# [Task instructions]
Look through the records below and give the number of lines holding the string "IngestSection", nothing more.

# [Source information]
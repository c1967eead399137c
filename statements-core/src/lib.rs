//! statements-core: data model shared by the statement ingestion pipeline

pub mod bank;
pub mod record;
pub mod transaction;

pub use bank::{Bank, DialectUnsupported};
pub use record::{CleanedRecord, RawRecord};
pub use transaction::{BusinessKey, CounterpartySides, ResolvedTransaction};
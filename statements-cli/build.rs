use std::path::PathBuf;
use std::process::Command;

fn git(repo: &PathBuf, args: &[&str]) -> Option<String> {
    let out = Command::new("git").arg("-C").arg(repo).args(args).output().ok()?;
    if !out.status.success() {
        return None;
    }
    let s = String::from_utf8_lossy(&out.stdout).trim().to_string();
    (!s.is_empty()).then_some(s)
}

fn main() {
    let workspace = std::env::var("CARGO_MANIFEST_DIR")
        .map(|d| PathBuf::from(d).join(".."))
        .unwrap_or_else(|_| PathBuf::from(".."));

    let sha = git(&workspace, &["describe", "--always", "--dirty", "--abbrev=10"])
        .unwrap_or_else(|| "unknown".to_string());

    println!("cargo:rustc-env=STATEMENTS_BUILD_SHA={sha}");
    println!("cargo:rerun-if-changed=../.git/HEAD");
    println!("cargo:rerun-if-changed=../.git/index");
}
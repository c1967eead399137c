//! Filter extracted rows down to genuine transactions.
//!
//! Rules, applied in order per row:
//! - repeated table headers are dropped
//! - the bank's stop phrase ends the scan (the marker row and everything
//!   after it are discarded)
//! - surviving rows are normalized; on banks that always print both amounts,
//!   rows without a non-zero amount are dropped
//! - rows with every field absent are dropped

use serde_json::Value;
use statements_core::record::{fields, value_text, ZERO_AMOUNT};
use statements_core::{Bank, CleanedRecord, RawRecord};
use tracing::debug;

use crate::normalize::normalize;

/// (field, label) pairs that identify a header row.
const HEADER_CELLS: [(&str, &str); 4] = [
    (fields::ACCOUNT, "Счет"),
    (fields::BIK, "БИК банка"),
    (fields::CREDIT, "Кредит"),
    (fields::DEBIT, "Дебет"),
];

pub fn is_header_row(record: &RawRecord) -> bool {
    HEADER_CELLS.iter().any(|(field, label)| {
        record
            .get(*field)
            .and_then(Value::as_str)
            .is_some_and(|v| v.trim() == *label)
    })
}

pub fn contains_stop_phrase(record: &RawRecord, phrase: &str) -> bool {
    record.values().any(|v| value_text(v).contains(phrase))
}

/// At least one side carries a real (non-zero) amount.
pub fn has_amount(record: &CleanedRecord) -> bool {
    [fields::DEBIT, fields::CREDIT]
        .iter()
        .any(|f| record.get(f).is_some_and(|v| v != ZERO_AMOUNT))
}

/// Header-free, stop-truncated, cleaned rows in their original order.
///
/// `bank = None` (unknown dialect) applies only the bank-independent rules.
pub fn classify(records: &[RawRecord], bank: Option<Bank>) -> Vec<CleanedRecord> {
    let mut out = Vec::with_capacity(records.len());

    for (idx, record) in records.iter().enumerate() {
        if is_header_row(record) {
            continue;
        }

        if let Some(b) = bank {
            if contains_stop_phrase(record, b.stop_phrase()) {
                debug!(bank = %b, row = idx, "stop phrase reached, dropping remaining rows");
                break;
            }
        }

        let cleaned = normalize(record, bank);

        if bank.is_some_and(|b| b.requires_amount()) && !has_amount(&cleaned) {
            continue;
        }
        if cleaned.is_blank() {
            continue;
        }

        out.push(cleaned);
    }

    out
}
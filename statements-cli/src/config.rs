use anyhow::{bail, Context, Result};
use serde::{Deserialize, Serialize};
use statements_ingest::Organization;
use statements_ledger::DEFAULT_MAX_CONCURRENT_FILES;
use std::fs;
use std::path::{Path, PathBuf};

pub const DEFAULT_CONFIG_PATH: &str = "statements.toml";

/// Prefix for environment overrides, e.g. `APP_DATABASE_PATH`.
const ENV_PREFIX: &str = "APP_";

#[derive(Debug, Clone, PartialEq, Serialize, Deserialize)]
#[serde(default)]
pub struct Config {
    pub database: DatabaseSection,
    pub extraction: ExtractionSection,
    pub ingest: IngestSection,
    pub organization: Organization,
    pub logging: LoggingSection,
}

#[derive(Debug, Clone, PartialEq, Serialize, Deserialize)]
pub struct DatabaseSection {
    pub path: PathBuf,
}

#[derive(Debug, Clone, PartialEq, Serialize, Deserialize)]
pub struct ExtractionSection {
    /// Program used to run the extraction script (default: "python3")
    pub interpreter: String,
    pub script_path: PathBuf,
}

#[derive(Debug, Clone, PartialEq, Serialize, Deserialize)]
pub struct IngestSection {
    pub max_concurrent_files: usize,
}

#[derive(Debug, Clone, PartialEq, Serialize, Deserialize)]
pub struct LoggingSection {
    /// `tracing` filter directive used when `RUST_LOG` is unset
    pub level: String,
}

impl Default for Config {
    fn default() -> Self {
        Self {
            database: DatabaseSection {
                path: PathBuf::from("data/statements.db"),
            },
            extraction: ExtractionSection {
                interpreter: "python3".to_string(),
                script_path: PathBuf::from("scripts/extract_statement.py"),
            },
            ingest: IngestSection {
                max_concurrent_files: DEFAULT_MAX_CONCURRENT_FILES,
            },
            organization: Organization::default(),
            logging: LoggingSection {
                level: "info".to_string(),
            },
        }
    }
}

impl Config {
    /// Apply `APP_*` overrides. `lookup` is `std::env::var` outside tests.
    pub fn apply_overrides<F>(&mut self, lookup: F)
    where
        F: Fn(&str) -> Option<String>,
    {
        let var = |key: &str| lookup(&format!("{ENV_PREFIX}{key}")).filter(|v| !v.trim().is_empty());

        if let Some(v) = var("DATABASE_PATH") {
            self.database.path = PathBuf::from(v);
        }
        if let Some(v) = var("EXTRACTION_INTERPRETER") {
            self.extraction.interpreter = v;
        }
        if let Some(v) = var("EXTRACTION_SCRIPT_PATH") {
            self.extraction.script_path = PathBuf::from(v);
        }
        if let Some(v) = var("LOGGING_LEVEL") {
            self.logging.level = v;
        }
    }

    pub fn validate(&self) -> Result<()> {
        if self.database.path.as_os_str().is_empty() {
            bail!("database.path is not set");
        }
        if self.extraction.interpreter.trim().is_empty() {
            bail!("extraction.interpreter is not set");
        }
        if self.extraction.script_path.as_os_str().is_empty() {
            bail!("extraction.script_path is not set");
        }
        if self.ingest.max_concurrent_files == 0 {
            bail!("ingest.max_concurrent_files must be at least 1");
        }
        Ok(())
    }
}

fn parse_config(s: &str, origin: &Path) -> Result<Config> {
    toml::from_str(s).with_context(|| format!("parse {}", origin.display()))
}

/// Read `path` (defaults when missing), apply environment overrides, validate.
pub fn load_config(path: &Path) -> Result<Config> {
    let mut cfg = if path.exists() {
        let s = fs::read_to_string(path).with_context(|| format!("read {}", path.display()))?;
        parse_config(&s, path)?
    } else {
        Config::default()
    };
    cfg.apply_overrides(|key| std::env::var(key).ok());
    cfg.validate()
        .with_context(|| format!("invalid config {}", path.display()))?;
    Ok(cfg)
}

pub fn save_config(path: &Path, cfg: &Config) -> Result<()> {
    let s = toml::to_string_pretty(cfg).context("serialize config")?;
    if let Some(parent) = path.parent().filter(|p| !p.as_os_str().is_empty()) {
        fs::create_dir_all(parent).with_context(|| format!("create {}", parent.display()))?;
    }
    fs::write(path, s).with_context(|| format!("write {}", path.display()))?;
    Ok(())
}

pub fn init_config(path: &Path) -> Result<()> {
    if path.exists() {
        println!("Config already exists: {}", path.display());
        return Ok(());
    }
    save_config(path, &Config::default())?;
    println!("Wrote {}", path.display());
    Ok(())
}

==

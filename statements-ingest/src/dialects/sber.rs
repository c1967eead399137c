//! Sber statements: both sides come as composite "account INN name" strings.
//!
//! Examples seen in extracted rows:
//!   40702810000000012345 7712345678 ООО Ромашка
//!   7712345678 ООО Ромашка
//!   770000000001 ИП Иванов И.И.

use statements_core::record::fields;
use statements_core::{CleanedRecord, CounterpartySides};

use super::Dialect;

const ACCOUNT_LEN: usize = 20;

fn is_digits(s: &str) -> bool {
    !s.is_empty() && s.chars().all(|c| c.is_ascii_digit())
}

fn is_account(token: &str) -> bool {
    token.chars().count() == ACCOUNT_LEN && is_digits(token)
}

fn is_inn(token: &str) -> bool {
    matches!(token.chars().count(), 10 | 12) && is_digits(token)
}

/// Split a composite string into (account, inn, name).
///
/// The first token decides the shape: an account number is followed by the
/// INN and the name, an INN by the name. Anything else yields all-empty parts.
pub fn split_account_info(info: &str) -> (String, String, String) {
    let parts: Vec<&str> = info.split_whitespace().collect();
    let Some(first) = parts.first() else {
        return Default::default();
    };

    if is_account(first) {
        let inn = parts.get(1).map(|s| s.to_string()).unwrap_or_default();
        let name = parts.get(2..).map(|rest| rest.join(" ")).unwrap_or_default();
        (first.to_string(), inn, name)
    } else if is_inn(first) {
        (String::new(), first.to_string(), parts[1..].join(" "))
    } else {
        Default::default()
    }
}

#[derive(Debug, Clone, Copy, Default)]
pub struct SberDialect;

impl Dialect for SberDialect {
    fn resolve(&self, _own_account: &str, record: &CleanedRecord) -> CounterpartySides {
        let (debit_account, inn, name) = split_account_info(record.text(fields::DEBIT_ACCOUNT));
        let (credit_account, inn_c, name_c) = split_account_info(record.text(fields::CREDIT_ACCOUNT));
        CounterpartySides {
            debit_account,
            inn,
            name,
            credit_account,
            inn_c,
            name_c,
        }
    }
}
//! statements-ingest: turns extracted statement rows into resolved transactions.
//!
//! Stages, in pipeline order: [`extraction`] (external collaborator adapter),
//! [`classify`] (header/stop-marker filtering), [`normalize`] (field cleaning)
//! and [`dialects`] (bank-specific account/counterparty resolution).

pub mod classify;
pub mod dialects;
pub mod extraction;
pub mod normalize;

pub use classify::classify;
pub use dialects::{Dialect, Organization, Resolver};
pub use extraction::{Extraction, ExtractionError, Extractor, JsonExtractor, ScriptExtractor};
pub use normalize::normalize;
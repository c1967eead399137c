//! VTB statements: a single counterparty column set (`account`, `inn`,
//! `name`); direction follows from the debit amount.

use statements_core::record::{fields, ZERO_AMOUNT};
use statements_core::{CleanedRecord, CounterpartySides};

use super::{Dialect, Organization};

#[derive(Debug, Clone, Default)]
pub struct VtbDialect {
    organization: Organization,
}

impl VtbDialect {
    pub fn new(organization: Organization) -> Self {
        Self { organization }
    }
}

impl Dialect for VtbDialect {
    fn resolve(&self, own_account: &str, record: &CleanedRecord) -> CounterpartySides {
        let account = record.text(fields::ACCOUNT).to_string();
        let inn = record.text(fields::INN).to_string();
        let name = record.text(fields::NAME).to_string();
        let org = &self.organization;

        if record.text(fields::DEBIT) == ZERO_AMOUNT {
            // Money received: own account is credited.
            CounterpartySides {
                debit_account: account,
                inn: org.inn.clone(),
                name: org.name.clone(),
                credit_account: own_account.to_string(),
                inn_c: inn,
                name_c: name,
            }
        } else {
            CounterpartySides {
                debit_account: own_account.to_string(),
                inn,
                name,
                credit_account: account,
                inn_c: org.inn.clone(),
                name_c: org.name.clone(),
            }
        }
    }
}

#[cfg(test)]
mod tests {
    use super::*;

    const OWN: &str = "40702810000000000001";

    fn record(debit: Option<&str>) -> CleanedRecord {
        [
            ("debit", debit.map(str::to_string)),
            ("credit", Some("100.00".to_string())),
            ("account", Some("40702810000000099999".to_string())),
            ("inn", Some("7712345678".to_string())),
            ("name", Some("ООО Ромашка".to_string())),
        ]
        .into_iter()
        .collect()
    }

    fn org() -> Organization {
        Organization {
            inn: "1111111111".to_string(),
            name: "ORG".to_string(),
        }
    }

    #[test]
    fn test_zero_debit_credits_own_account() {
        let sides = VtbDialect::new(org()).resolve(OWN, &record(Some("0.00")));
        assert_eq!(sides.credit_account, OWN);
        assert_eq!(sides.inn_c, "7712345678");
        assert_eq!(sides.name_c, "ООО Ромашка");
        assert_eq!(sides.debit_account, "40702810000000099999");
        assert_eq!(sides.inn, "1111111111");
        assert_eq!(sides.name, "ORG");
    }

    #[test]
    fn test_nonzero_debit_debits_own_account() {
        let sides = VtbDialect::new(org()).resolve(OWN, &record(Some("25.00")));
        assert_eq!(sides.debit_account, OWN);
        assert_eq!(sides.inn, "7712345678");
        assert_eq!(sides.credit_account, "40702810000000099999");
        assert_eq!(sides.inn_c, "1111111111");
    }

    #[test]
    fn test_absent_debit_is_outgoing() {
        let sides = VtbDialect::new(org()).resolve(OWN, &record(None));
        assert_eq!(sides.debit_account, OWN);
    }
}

* * *

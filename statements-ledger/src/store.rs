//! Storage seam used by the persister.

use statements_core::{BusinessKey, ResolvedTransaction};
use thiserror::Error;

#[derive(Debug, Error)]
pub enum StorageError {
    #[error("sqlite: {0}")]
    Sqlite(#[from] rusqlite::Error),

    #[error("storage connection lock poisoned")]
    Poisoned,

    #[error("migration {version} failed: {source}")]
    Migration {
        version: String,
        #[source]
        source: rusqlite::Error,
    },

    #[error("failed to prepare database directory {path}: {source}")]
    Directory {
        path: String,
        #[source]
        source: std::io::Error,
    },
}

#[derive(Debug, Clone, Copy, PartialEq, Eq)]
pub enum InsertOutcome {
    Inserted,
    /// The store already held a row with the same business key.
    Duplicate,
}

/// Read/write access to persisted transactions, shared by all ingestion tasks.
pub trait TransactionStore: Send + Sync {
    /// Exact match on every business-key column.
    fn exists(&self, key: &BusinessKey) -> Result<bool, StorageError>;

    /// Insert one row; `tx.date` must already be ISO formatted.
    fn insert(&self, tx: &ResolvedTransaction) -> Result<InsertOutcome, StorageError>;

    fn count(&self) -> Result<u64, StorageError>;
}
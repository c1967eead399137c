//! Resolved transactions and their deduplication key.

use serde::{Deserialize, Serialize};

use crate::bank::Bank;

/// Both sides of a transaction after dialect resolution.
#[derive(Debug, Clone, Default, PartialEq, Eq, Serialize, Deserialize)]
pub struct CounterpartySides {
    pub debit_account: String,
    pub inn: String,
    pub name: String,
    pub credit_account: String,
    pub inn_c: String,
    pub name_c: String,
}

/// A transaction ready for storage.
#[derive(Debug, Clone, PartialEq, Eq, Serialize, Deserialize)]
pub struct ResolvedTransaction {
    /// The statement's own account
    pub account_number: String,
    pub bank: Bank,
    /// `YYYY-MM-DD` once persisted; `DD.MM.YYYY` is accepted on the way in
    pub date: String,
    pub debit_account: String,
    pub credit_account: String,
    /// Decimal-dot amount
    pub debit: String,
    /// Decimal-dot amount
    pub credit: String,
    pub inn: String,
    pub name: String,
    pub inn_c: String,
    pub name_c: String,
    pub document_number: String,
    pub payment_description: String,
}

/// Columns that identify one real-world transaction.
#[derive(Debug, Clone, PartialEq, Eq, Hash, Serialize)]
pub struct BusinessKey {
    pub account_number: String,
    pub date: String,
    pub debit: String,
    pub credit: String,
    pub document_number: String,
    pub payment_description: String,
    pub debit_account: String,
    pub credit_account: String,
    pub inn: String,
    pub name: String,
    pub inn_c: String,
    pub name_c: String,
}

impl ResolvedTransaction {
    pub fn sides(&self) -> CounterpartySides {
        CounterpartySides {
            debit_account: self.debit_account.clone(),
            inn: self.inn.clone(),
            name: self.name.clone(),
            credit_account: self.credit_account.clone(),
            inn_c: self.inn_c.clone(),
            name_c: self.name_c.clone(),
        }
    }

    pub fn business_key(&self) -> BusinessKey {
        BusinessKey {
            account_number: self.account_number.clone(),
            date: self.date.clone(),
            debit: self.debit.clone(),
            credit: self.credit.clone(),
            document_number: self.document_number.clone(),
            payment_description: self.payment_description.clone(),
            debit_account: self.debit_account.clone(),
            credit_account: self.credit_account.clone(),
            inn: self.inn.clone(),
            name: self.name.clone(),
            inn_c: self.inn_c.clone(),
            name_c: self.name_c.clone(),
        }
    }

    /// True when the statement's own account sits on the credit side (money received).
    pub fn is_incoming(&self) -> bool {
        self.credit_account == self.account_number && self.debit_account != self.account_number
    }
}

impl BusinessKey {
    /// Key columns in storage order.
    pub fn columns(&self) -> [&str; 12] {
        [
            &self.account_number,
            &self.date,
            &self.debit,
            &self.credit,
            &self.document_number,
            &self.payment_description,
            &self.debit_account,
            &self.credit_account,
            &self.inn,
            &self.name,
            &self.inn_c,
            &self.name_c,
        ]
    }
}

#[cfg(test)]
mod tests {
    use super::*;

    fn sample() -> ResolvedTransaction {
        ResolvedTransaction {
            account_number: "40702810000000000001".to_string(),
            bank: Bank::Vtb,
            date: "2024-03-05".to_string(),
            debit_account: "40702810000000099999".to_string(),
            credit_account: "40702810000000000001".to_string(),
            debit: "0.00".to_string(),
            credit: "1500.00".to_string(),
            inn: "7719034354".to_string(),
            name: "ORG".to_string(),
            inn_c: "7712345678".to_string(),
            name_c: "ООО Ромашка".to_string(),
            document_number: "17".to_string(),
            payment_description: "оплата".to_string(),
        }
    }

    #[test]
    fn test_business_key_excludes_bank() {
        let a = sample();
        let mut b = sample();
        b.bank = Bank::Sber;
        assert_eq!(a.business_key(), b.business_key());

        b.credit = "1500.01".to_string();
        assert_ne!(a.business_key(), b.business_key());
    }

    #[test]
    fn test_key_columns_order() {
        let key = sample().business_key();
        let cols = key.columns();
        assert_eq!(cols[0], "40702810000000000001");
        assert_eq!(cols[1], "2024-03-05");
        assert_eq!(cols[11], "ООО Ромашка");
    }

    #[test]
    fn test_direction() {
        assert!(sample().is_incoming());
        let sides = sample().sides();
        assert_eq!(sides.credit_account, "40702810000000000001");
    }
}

# [Response]
3